It's a good idea to use strands, if you need to ensure operations on a given object or connection are serialized, but in the single-threaded io_service case, it's not necessary.

As for the case of a long request, couldn't an attacker also simply post N requests, where N is the number of cores? If I wanted to swamp a server, I wouldn't just send it one big request - I'd send a bunch.

As for how to handle legitimate, large requests, you can break them into multiple stages and use post() to unblock the io_service, before continuing to work on it. That will also give you a chance to kill requests that are too big, though I'd hope you have a better way of doing that (maybe by restricting the parameter space of requests?).


Matt


-----Original Message-----
From: Per Edin [mailto:***@peredin.com]
Sent: Sunday, August 30, 2015 16:39
To: asio-***@lists.sourceforge.net
Subject: Re: [asio-users] acceptors, io_service-per-thread and state (was: performance problems on Linux in a multithreaded environment)
Post by Gruenke,Matt
In most situations, the performance bottleneck is not accepting new connections, but rather processing of established ones.
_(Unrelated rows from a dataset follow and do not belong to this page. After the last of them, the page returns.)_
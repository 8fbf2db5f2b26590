//! DOCX paragraph extraction.
//!
//! A .docx file is a zip archive; body text lives in `word/document.xml`
//! as `<w:p>` paragraphs made of `<w:t>` runs.

use std::fs::File;
use std::io::Read;
use std::path::Path;

use quick_xml::events::Event;
use quick_xml::Reader;

use super::{ExtractError, TextExtractor};

const DOCUMENT_PART: &str = "word/document.xml";

/// Extractor for Word documents.
pub struct DocxExtractor;

impl TextExtractor for DocxExtractor {
    fn name(&self) -> &'static str {
        "docx"
    }

    fn extensions(&self) -> &[&'static str] {
        &["docx"]
    }

    fn read_paragraphs(&self, path: &Path) -> Result<Vec<String>, ExtractError> {
        let file = File::open(path).map_err(|e| ExtractError::io(path, e))?;
        let mut archive =
            zip::ZipArchive::new(file).map_err(|e| ExtractError::parse(path, e.to_string()))?;

        let mut xml = String::new();
        archive
            .by_name(DOCUMENT_PART)
            .map_err(|e| ExtractError::parse(path, format!("{DOCUMENT_PART}: {e}")))?
            .read_to_string(&mut xml)
            .map_err(|e| ExtractError::io(path, e))?;

        parse_document_xml(&xml).map_err(|e| ExtractError::parse(path, e))
    }
}

/// Collect the text of every non-blank `<w:p>` in document order.
fn parse_document_xml(xml: &str) -> Result<Vec<String>, String> {
    let mut reader = Reader::from_str(xml);
    let mut paragraphs = Vec::new();
    let mut current = String::new();
    let mut in_text = false;

    loop {
        match reader.read_event() {
            Ok(Event::Start(e)) => match e.local_name().as_ref() {
                b"p" => current.clear(),
                b"t" => in_text = true,
                _ => {}
            },
            Ok(Event::Empty(e)) => match e.local_name().as_ref() {
                b"tab" => current.push('\t'),
                b"br" | b"cr" => current.push('\n'),
                _ => {}
            },
            Ok(Event::Text(t)) if in_text => {
                let text = t.unescape().map_err(|e| e.to_string())?;
                current.push_str(&text);
            }
            Ok(Event::End(e)) => match e.local_name().as_ref() {
                b"t" => in_text = false,
                b"p" => {
                    if !current.trim().is_empty() {
                        paragraphs.push(std::mem::take(&mut current));
                    }
                    current.clear();
                }
                _ => {}
            },
            Ok(Event::Eof) => break,
            Ok(_) => {}
            Err(e) => {
                return Err(format!(
                    "XML error at position {}: {e}",
                    reader.buffer_position()
                ))
            }
        }
    }

    Ok(paragraphs)
}
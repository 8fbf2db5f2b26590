//! Flat in-memory vector index with exact squared-L2 search.
//!
//! Vectors are stored contiguously in insertion order. The position of a
//! vector is its only key, and callers map positions back to paragraphs.

use std::cmp::Ordering;

/// A single nearest-neighbor match.
#[derive(Debug, Clone, Copy, PartialEq)]
pub struct Neighbor {
    /// Insertion position of the stored vector
    pub position: usize,
    /// Squared Euclidean distance to the query
    pub distance: f32,
}

/// Append-only flat vector index.
///
/// Supports:
/// - Batched appends with dimension checks
/// - Brute-force k-nearest-neighbor search
#[derive(Debug, Clone, PartialEq)]
pub struct VectorIndex {
    /// Row-major storage, `len() * dimension` values
    data: Vec<f32>,
    dimension: usize,
}

impl VectorIndex {
    /// Create an empty index for vectors of `dimension` values.
    pub fn create(dimension: usize) -> Result<Self, IndexError> {
        Self::with_capacity(dimension, 0)
    }

    /// Create an empty index with room for `capacity` vectors.
    pub fn with_capacity(dimension: usize, capacity: usize) -> Result<Self, IndexError> {
        if dimension == 0 {
            return Err(IndexError::InvalidDimension);
        }

        Ok(Self {
            data: Vec::with_capacity(dimension.saturating_mul(capacity)),
            dimension,
        })
    }

    pub fn dimension(&self) -> usize {
        self.dimension
    }

    /// Number of stored vectors.
    pub fn len(&self) -> usize {
        self.data.len() / self.dimension
    }

    #[allow(dead_code)]
    pub fn is_empty(&self) -> bool {
        self.data.is_empty()
    }

    /// Iterate over stored vectors in insertion order.
    pub fn iter(&self) -> impl Iterator<Item = &[f32]> {
        self.data.chunks_exact(self.dimension)
    }

    /// Raw row-major values, used by storage.
    pub(crate) fn as_flat(&self) -> &[f32] {
        &self.data
    }

    /// Append a batch of vectors.
    ///
    /// The whole batch is checked first: on a dimension mismatch nothing
    /// is appended.
    pub fn add<V: AsRef<[f32]>>(&mut self, vectors: &[V]) -> Result<(), IndexError> {
        for vector in vectors {
            self.check_dimension(vector.as_ref())?;
        }

        self.data.reserve(vectors.len() * self.dimension);
        for vector in vectors {
            self.data.extend_from_slice(vector.as_ref());
        }

        Ok(())
    }

    /// Search the `k` nearest stored vectors for every query.
    ///
    /// # Returns
    /// One list per query, each holding `min(k, len())` neighbors sorted by
    /// ascending distance. Equal distances keep insertion order.
    pub fn search<V: AsRef<[f32]>>(
        &self,
        queries: &[V],
        k: usize,
    ) -> Result<Vec<Vec<Neighbor>>, IndexError> {
        queries
            .iter()
            .map(|query| self.search_one(query.as_ref(), k))
            .collect()
    }

    /// Search the `k` nearest stored vectors for a single query.
    pub fn search_one(&self, query: &[f32], k: usize) -> Result<Vec<Neighbor>, IndexError> {
        self.check_dimension(query)?;

        if k == 0 {
            return Ok(Vec::new());
        }

        let mut results: Vec<Neighbor> = self
            .iter()
            .enumerate()
            .map(|(position, stored)| Neighbor {
                position,
                distance: squared_l2(query, stored),
            })
            .collect();

        // sort_by is stable, the position compare just makes the order explicit
        results.sort_by(compare_neighbors);
        results.truncate(k);

        Ok(results)
    }

    fn check_dimension(&self, vector: &[f32]) -> Result<(), IndexError> {
        if vector.len() != self.dimension {
            return Err(IndexError::DimensionMismatch {
                expected: self.dimension,
                got: vector.len(),
            });
        }
        Ok(())
    }
}

/// Ascending distance, NaN last, then ascending position.
fn compare_neighbors(a: &Neighbor, b: &Neighbor) -> Ordering {
    match (a.distance.is_nan(), b.distance.is_nan()) {
        (false, true) => Ordering::Less,
        (true, false) => Ordering::Greater,
        (true, true) => a.position.cmp(&b.position),
        (false, false) => a
            .distance
            .total_cmp(&b.distance)
            .then(a.position.cmp(&b.position)),
    }
}

/// Squared Euclidean distance between two equal-length vectors.
fn squared_l2(a: &[f32], b: &[f32]) -> f32 {
    a.iter()
        .zip(b.iter())
        .map(|(x, y)| {
            let d = x - y;
            d * d
        })
        .sum()
}

/// Errors that can occur during index operations.
#[derive(Debug, thiserror::Error)]
pub enum IndexError {
    #[error("Dimension mismatch: expected {expected}, got {got}")]
    DimensionMismatch { expected: usize, got: usize },

    #[error("Index dimension must be greater than zero")]
    InvalidDimension,
}
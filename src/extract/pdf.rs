//! PDF text extraction via pdf-extract.

use std::panic::{self, AssertUnwindSafe};
use std::path::Path;

use super::txt::split_paragraphs;
use super::{ExtractError, TextExtractor};

/// Extractor for PDF files.
pub struct PdfExtractor;

impl TextExtractor for PdfExtractor {
    fn name(&self) -> &'static str {
        "pdf"
    }

    fn extensions(&self) -> &[&'static str] {
        &["pdf"]
    }

    fn read_paragraphs(&self, path: &Path) -> Result<Vec<String>, ExtractError> {
        let bytes = std::fs::read(path).map_err(|e| ExtractError::io(path, e))?;
        let text = extract_pdf_text(&bytes).map_err(|e| ExtractError::parse(path, e))?;

        Ok(split_paragraphs(&text))
    }
}

/// Extract text from PDF bytes.
///
/// pdf-extract panics on some malformed documents, which must not take down
/// the whole batch.
fn extract_pdf_text(bytes: &[u8]) -> Result<String, String> {
    match panic::catch_unwind(AssertUnwindSafe(|| pdf_extract::extract_text_from_mem(bytes))) {
        Ok(result) => result.map_err(|e| e.to_string()),
        Err(_) => Err("pdf-extract panicked while decoding the document".to_string()),
    }
}

#[cfg(test)]
mod tests {
    use super::*;
    use crate::extract::extract_paragraphs;

    /// Single-page PDF with one Helvetica text line per `(text, y)` pair.
    fn minimal_pdf(lines: &[(&str, u32)]) -> Vec<u8> {
        let content: String = lines
            .iter()
            .map(|(text, y)| format!("BT /F1 12 Tf 72 {y} Td ({text}) Tj ET\n"))
            .collect();

        let objects = [
            "<< /Type /Catalog /Pages 2 0 R >>".to_string(),
            "<< /Type /Pages /Kids [3 0 R] /Count 1 >>".to_string(),
            "<< /Type /Page /Parent 2 0 R /MediaBox [0 0 612 792] /Contents 4 0 R \
             /Resources << /Font << /F1 5 0 R >> >> >>"
                .to_string(),
            format!(
                "<< /Length {} >>\nstream\n{}endstream",
                content.len(),
                content
            ),
            "<< /Type /Font /Subtype /Type1 /BaseFont /Helvetica /Encoding /WinAnsiEncoding >>"
                .to_string(),
        ];

        let mut pdf = b"%PDF-1.4\n".to_vec();
        let mut offsets = Vec::new();
        for (i, body) in objects.iter().enumerate() {
            offsets.push(pdf.len());
            pdf.extend_from_slice(format!("{} 0 obj\n{}\nendobj\n", i + 1, body).as_bytes());
        }

        let xref_start = pdf.len();
        let mut xref = format!("xref\n0 {}\n0000000000 65535 f \n", objects.len() + 1);
        for offset in offsets {
            xref.push_str(&format!("{offset:010} 00000 n \n"));
        }
        pdf.extend_from_slice(xref.as_bytes());
        pdf.extend_from_slice(
            format!(
                "trailer\n<< /Size {} /Root 1 0 R >>\nstartxref\n{}\n%%EOF\n",
                objects.len() + 1,
                xref_start
            )
            .as_bytes(),
        );
        pdf
    }

    #[test]
    fn test_text_layer_becomes_cleaned_paragraphs() {
        let tmp = tempfile::tempdir().unwrap();
        let path = tmp.path().join("report.pdf");
        std::fs::write(
            &path,
            minimal_pdf(&[
                ("Solar panels convert sunlight", 700),
                ("Revenue grew twelve percent", 400),
            ]),
        )
        .unwrap();

        let paragraphs = extract_paragraphs(&PdfExtractor, &path).unwrap();

        assert!(!paragraphs.is_empty());
        for paragraph in &paragraphs {
            assert!(!paragraph.is_empty());
            assert!(!paragraph.contains(['\n', '\t']));
            assert_eq!(paragraph.trim(), paragraph);
        }
        let joined = paragraphs.join(" ");
        assert!(joined.contains("Solar panels convert sunlight"), "{joined:?}");
        assert!(joined.contains("Revenue grew twelve percent"), "{joined:?}");
    }

    #[test]
    fn test_raw_text_split_on_blank_lines() {
        let text = extract_pdf_text(&minimal_pdf(&[("Only line", 700)])).unwrap();
        let raw = split_paragraphs(&text);

        assert!(raw.iter().any(|p| p.contains("Only line")));
        assert!(raw.iter().all(|p| !p.contains("\n\n")));
    }

    #[test]
    fn test_garbage_is_parse_error() {
        let tmp = tempfile::tempdir().unwrap();
        let path = tmp.path().join("broken.pdf");
        std::fs::write(&path, b"this is not a pdf").unwrap();

        let result = PdfExtractor.read_paragraphs(&path);
        assert!(matches!(result, Err(ExtractError::Parse { .. })));
    }

    #[test]
    fn test_missing_file_is_io_error() {
        let result = PdfExtractor.read_paragraphs(Path::new("/nonexistent/doc.pdf"));
        assert!(matches!(result, Err(ExtractError::Io { .. })));
    }
}
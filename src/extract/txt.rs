use std::path::Path;

use super::{ExtractError, TextExtractor};

/// Extractor for plain text files.
pub struct TxtExtractor;

impl TextExtractor for TxtExtractor {
    fn name(&self) -> &'static str {
        "txt"
    }

    fn extensions(&self) -> &[&'static str] {
        &["txt"]
    }

    fn read_paragraphs(&self, path: &Path) -> Result<Vec<String>, ExtractError> {
        let content = std::fs::read_to_string(path).map_err(|e| ExtractError::io(path, e))?;
        Ok(split_paragraphs(&content))
    }
}

/// Split on blank lines. Windows line endings are normalised first.
pub(crate) fn split_paragraphs(text: &str) -> Vec<String> {
    text.replace("\r\n", "\n")
        .split("\n\n")
        .map(str::to_string)
        .collect()
}
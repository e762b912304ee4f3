use std::{collections::HashMap, fmt};

use crate::builtins;

#[derive(Clone, Debug, PartialEq, Eq, Hash)]
pub enum DataType {
    Integer,
    Float,
    String,
    Bool,
    Void,
    None,
    List(Box<DataType>),
    /// Function values carry no signature; every function has this type.
    Function,
    Any,
}

impl DataType {
    pub fn list_of(element: DataType) -> DataType {
        DataType::List(Box::new(element))
    }

    pub fn is_any(&self) -> bool {
        matches!(self, DataType::Any)
    }

    /// Structural compatibility, the only type equality the checker uses.
    ///
    /// Symmetric. Integers and floats are interchangeable, `any` matches
    /// everything and lists match when their elements do.
    pub fn similar(&self, other: &DataType) -> bool {
        use DataType::*;
        match (self, other) {
            _ if self == other => true,
            (Any, _) | (_, Any) => true,
            (Integer, Float) | (Float, Integer) => true,
            (List(a), List(b)) => a.similar(b),
            _ => false,
        }
    }
}

impl fmt::Display for DataType {
    fn fmt(&self, f: &mut fmt::Formatter<'_>) -> fmt::Result {
        match self {
            DataType::Integer => f.write_str("int"),
            DataType::Float => f.write_str("float"),
            DataType::String => f.write_str("string"),
            DataType::Bool => f.write_str("bool"),
            DataType::Void => f.write_str("void"),
            DataType::None => f.write_str("none"),
            DataType::List(element) => write!(f, "{element}[]"),
            DataType::Function => f.write_str("fn"),
            DataType::Any => f.write_str("any"),
        }
    }
}

/// A lexical scope. Child scopes borrow their parent, so the chain can only
/// grow at its innermost link.
#[derive(Debug, Default)]
pub struct Scope<'p> {
    parent: Option<&'p Scope<'p>>,
    bindings: HashMap<Box<str>, DataType>,
    /// Declared names, in declaration order.
    order: Vec<Box<str>>,
}

impl Scope<'static> {
    /// Creates a root scope seeded with every built-in.
    pub fn global() -> Scope<'static> {
        let mut scope = Scope::default();
        for builtin in builtins::ALL {
            scope
                .declare(builtin.name, builtin.ty.data_type())
                .expect("built-in names are unique");
        }
        scope
    }
}

impl<'p> Scope<'p> {
    pub fn child(&self) -> Scope<'_> {
        Scope {
            parent: Some(self),
            bindings: HashMap::new(),
            order: Vec::new(),
        }
    }

    /// Binds `name` in this scope.
    ///
    /// Fails, returning the existing type, if the name is already bound here.
    /// Names bound only by enclosing scopes may be shadowed.
    pub fn declare(&mut self, name: &str, ty: DataType) -> Result<(), DataType> {
        if let Some(existing) = self.bindings.get(name) {
            return Err(existing.clone());
        }
        self.bindings.insert(name.into(), ty);
        self.order.push(name.into());
        Ok(())
    }

    /// Looks `name` up in this scope only.
    pub fn get_immediate(&self, name: &str) -> Option<&DataType> {
        self.bindings.get(name)
    }

    /// Looks `name` up through the whole chain, innermost first.
    pub fn get(&self, name: &str) -> Option<&DataType> {
        let mut curr = self;
        loop {
            if let Some(ty) = curr.bindings.get(name) {
                return Some(ty);
            }
            curr = curr.parent?;
        }
    }

    pub fn names(&self) -> impl Iterator<Item = &str> {
        self.order.iter().map(AsRef::as_ref)
    }
}

#[cfg(test)]
mod tests {
    use super::*;

    #[test]
    fn test_similar() {
        use DataType::*;
        assert!(Float.similar(&Integer));
        assert!(Integer.similar(&Float));
        assert!(DataType::list_of(Integer).similar(&DataType::list_of(Float)));
        assert!(!Integer.similar(&String));
        assert!(!String.similar(&Integer));
        assert!(!DataType::list_of(String).similar(&DataType::list_of(Bool)));
        assert!(!Function.similar(&Integer));
        assert!(!Void.similar(&None));
        for ty in [Integer, Float, String, Bool, Void, None, Function, Any] {
            assert!(Any.similar(&ty));
            assert!(ty.similar(&Any));
            assert!(ty.similar(&ty));
        }
        assert!(DataType::list_of(Any).similar(&DataType::list_of(String)));
        assert!(DataType::list_of(Integer).similar(&Any));
    }

    #[test]
    fn test_display() {
        assert_eq!(DataType::Integer.to_string(), "int");
        assert_eq!(DataType::Function.to_string(), "fn");
        assert_eq!(
            DataType::list_of(DataType::list_of(DataType::Bool)).to_string(),
            "bool[][]"
        );
    }

    #[test]
    fn test_scope_chain() {
        let mut global = Scope::global();
        global.declare("x", DataType::Integer).unwrap();
        assert_eq!(global.get("len"), Some(&DataType::Integer));

        let mut inner = global.child();
        assert_eq!(inner.get_immediate("x"), None);
        assert_eq!(inner.get("x"), Some(&DataType::Integer));

        // Shadowing an enclosing binding is fine.
        inner.declare("x", DataType::String).unwrap();
        assert_eq!(inner.get("x"), Some(&DataType::String));

        // Redeclaring in the same scope isn't.
        assert_eq!(
            inner.declare("x", DataType::Bool),
            Err(DataType::String)
        );
        assert_eq!(inner.names().collect::<Vec<_>>(), ["x"]);
    }
}
impl<'tok> Parser<'tok> {
    fn parse_program(&mut self) -> Result<Program> {
        let body = self.parse_statements(TokenKind::EndOfFile)?;
        self.consume(TokenKind::EndOfFile)?;
        Ok(Program { body })
    }

    /// Parses statements until `end` (or end of file), without consuming it.
    fn parse_statements(&mut self, end: TokenKind) -> Result<Vec<Node>> {
        let mut body = Vec::new();
        loop {
            self.skip_newlines();
            if self.is(end) || self.is(TokenKind::EndOfFile) {
                break Ok(body);
            }
            body.push(self.parse_statement()?);
            self.parse_terminator()?;
        }
    }

    fn parse_statement(&mut self) -> Result<Node> {
        let stmt = match self.peek().kind {
            TokenKind::Var => Stmt::VariableDeclaration(self.parse_declaration()?),
            TokenKind::If => Stmt::If(self.parse_if()?),
            TokenKind::Ret => Stmt::Return(self.parse_return()?),
            kind if starts_expression(kind) => return Ok(Node::Expr(self.parse_expr()?)),
            _ => {
                let keywords = &[TokenKind::Var, TokenKind::If, TokenKind::Ret][..];
                let expected = [keywords, TokenKind::ATOMS].concat();
                return Err(self.unexpected(&expected));
            }
        };
        Ok(Node::Stmt(stmt))
    }

    /// A statement ends at a newline or `;`, or right before a closing brace.
    fn parse_terminator(&mut self) -> Result<()> {
        match self.peek().kind {
            TokenKind::Newline | TokenKind::Semicolon => {
                self.advance();
                Ok(())
            }
            TokenKind::RBrace | TokenKind::EndOfFile => Ok(()),
            _ => Err(self.unexpected(&[
                TokenKind::Newline,
                TokenKind::Semicolon,
                TokenKind::RBrace,
                TokenKind::EndOfFile,
            ])),
        }
    }

    // var TYPE [<params>] ID = expr
    fn parse_declaration(&mut self) -> Result<VariableDeclaration> {
        let var = self.consume(TokenKind::Var)?;
        let ty = self.parse_type()?;
        let signature = if self.is(TokenKind::Less) {
            Some(self.parse_params()?)
        } else {
            None
        };
        let name = self.parse_ident()?;
        self.consume(TokenKind::Equal)?;
        let mut initializer = self.parse_expr()?;
        if let Expr::Function(ref mut function) = initializer {
            function.self_name = Some(name.clone());
        }
        Ok(VariableDeclaration {
            name,
            ty,
            signature,
            initializer,
            pos: var.pos,
        })
    }

    // if ( expr ) block [else (if ... | block)]
    fn parse_if(&mut self) -> Result<IfStatement> {
        let token = self.consume(TokenKind::If)?;
        self.consume(TokenKind::LParen)?;
        let condition = self.parse_expr()?;
        self.skip_newlines();
        self.consume(TokenKind::RParen)?;
        self.skip_newlines();
        let then_body = self.parse_block()?;

        // `else` may sit on a later line; if it doesn't, the newlines belong
        // to the statement terminator.
        let before_else = self.cursor;
        self.skip_newlines();
        let else_body = if self.take(TokenKind::Else) {
            self.skip_newlines();
            if self.is(TokenKind::If) {
                vec![Node::Stmt(Stmt::If(self.parse_if()?))]
            } else {
                self.parse_block()?
            }
        } else {
            self.cursor = before_else;
            Vec::new()
        };

        Ok(IfStatement {
            condition,
            then_body,
            else_body,
            pos: token.pos,
        })
    }

    // ret [expr]
    fn parse_return(&mut self) -> Result<ReturnStatement> {
        let token = self.consume(TokenKind::Ret)?;
        let value = match self.peek().kind {
            TokenKind::Newline | TokenKind::Semicolon | TokenKind::RBrace | TokenKind::EndOfFile => {
                None
            }
            _ => Some(self.parse_expr()?),
        };
        Ok(ReturnStatement {
            value,
            pos: token.pos,
        })
    }

    fn parse_block(&mut self) -> Result<Vec<Node>> {
        self.consume(TokenKind::LBrace)?;
        let body = self.parse_statements(TokenKind::RBrace)?;
        self.consume(TokenKind::RBrace)?;
        Ok(body)
    }

    fn parse_expr(&mut self) -> Result<Expr> {
        self.parse_expression(NOT_PRECEDENCE)
    }

    /// Precedence climbing. Operators at `min_precedence` or above are folded
    /// in; the right operand only takes strictly tighter ones, which makes
    /// every binary operator left-associative.
    fn parse_expression(&mut self, min_precedence: u8) -> Result<Expr> {
        let mut left = self.parse_atom()?;
        while let Some((op, precedence)) = binary_operator(self.peek().kind) {
            if precedence < min_precedence {
                break;
            }
            let token = self.advance();
            let right = self.parse_expression(precedence + 1)?;
            left = Expr::Binary(BinaryExpression {
                left: Box::new(left),
                op,
                right: Box::new(right),
                pos: token.pos,
            });
        }
        Ok(left)
    }

    fn parse_atom(&mut self) -> Result<Expr> {
        // An operator ending a line continues the expression on the next one.
        self.skip_newlines();
        let token = self.peek();
        let expr = match token.kind {
            TokenKind::Integer => {
                self.advance();
                let value = token
                    .lexeme
                    .parse()
                    .map_err(|_| token.pos.wrap(Error::IntegerOutOfRange(token.lexeme.clone())))?;
                Expr::Integer(value)
            }
            TokenKind::Float => {
                self.advance();
                let value = token
                    .lexeme
                    .parse()
                    .map_err(|_| token.pos.wrap(Error::InvalidFloat(token.lexeme.clone())))?;
                Expr::Float(value)
            }
            TokenKind::String => {
                self.advance();
                let lexeme = &*token.lexeme;
                let text = lexeme
                    .strip_prefix('"')
                    .and_then(|rest| rest.strip_suffix('"'))
                    .unwrap_or(lexeme);
                Expr::String(text.into())
            }
            TokenKind::Boolean => {
                self.advance();
                Expr::Boolean(&*token.lexeme == "true")
            }
            TokenKind::Caret => self.parse_capture()?,
            TokenKind::Identifier if self.peek_nth(1).kind == TokenKind::Equal => {
                Expr::Assignment(self.parse_assignment()?)
            }
            TokenKind::Identifier => Expr::Access(self.parse_access()?),
            TokenKind::LParen => {
                self.advance();
                let expr = self.parse_expr()?;
                self.skip_newlines();
                self.consume(TokenKind::RParen)?;
                expr
            }
            TokenKind::Bang => self.parse_unary(UnaryOperator::Not, NOT_PRECEDENCE)?,
            TokenKind::Minus => self.parse_unary(UnaryOperator::Neg, NEG_PRECEDENCE)?,
            kind if kind.is_data_type() => self.parse_typed_literal()?,
            _ => return Err(self.unexpected(TokenKind::ATOMS)),
        };
        Ok(expr)
    }

    fn parse_unary(&mut self, op: UnaryOperator, precedence: u8) -> Result<Expr> {
        let token = self.advance();
        let operand = self.parse_expression(precedence)?;
        Ok(Expr::Unary(UnaryExpression {
            op,
            operand: Box::new(operand),
            pos: token.pos,
        }))
    }

    // ID = expr
    fn parse_assignment(&mut self) -> Result<VariableAssignment> {
        let pos = self.peek().pos;
        let name = self.parse_ident()?;
        self.consume(TokenKind::Equal)?;
        let value = self.parse_expr()?;
        Ok(VariableAssignment {
            name,
            value: Box::new(value),
            pos,
        })
    }

    // ID [with ( args )]
    fn parse_access(&mut self) -> Result<VariableAccess> {
        let pos = self.peek().pos;
        let name = self.parse_ident()?;
        let args = if self.take(TokenKind::With) {
            self.consume(TokenKind::LParen)?;
            let args = self.parse_list(TokenKind::RParen, Parser::parse_expr)?;
            self.consume(TokenKind::RParen)?;
            args
        } else {
            Vec::new()
        };
        Ok(VariableAccess { name, args, pos })
    }

    // ^ ID [with ( args )]
    fn parse_capture(&mut self) -> Result<Expr> {
        let caret = self.consume(TokenKind::Caret)?;
        let access = self.parse_access()?;
        let capture = VariableCaptureAccess {
            access,
            resolved: None,
        };
        let Some(innermost) = self.captures.last_mut() else {
            let error = Error::CaptureOutsideFunction(capture.access.name);
            return Err(caret.pos.wrap(error));
        };
        innermost.push(capture.clone());
        Ok(Expr::Capture(capture))
    }

    /// A type opens either a list literal (`int { ... }`) or a function
    /// literal (`int<...> { ... }`). Looks past the type to pick one, then
    /// parses again from the type.
    fn parse_typed_literal(&mut self) -> Result<Expr> {
        let start = self.cursor;
        self.parse_type()?;
        let is_list = self.is(TokenKind::LBrace);
        self.cursor = start;

        if is_list {
            Ok(Expr::List(self.parse_list_literal()?))
        } else {
            Ok(Expr::Function(self.parse_function()?))
        }
    }

    // TYPE { [expr (, expr)*] }
    fn parse_list_literal(&mut self) -> Result<ListLiteral> {
        let pos = self.peek().pos;
        let element_type = self.parse_type()?;
        self.consume(TokenKind::LBrace)?;
        let elements = self.parse_list(TokenKind::RBrace, Parser::parse_expr)?;
        self.consume(TokenKind::RBrace)?;
        Ok(ListLiteral {
            element_type,
            elements,
            pos,
        })
    }

    // TYPE < params > block
    fn parse_function(&mut self) -> Result<Function> {
        let pos = self.peek().pos;
        let return_type = self.parse_type()?;
        let params = self.parse_params()?;

        self.captures.push(Vec::new());
        let body = self.parse_block();
        let captures = self.captures.pop().unwrap_or_default();

        Ok(Function {
            params,
            return_type,
            body: body?,
            self_name: None,
            captures,
            pos,
        })
    }

    // < [TYPE ID (, TYPE ID)*] >
    fn parse_params(&mut self) -> Result<Vec<Parameter>> {
        self.consume(TokenKind::Less)?;
        let params = self.parse_list(TokenKind::Greater, |p| {
            let ty = p.parse_type()?;
            let name = p.parse_ident()?;
            Ok(Parameter { name, ty })
        })?;
        self.consume(TokenKind::Greater)?;
        Ok(params)
    }

    // TYPE ([ ])*
    fn parse_type(&mut self) -> Result<DataType> {
        let Some(mut ty) = data_type(self.peek().kind) else {
            return Err(self.unexpected(TokenKind::DATA_TYPES));
        };
        self.advance();
        while self.take(TokenKind::LBracket) {
            self.consume(TokenKind::RBracket)?;
            ty = DataType::list_of(ty);
        }
        Ok(ty)
    }

    fn parse_ident(&mut self) -> Result<Ident> {
        let token = self.consume(TokenKind::Identifier)?;
        Ok(token.lexeme.clone())
    }

    /// Parses `item (, item)*` until `end` is found, tolerating newlines and
    /// a trailing comma. Does **NOT** consume the end delimiter.
    fn parse_list<T>(
        &mut self,
        end: TokenKind,
        mut parse_item: impl FnMut(&mut Self) -> Result<T>,
    ) -> Result<Vec<T>> {
        let mut items = Vec::new();
        self.skip_newlines();
        while !self.is(end) {
            items.push(parse_item(self)?);
            self.skip_newlines();
            if !self.take(TokenKind::Comma) {
                break;
            }
            self.skip_newlines();
        }
        if !self.is(end) {
            return Err(self.unexpected(&[TokenKind::Comma, end]));
        }
        Ok(items)
    }
}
The simplest route to using io_service-per-thread, for this type of server, would be to have a single io_service accepting new connection, on a given port. Then, it would hand off the resulting connection to an io_service in the pool. In this model, the connection and all associated state is local to one io_service/thread, avoiding any further lock contention & context switches (i.e. the real performance killers).
If you're listening for new connections on multiple ports, you could even distribute the handing of new connections among the pool io_services.
I should note that I've never implemented or done detailed scaling analysis of this model, so I don't know to what extent scaling might be limited by the kernel. But, from the standpoint of application architecture, I think it's the best way to go (for portable/Linux performance). The only trick is load balancing between the per-core io_services.
Note that, if the bottleneck is not raw packet throughput, but rather the processing done in your callbacks, then it's much simpler (and possibly better performing, by avoiding possibly sub-optimal explicit load balancing) to run a single io_service to handle all connections, with all threads calling io_service::run().
This is what I would prefer and the approach I use in my experimental prototype. Unfortunately it makes it impossible to inject dependencies at object construction, I don't know when creating a new connection which thread will execute any handler so I can't pass a specific thread's request handler to it. Enforcing strict immutability and/or thread-safe objects would solve this, but this approach still adds a layer of complexity (e.g. the use of strands to make sure a timer is not executed during another event).

I am aware that the performance penalty incurred by the use of strands and locks in any shared data structures is purely theoretical before being profiled in a real-world situation, I just try to design my software so that I don't need locks at all.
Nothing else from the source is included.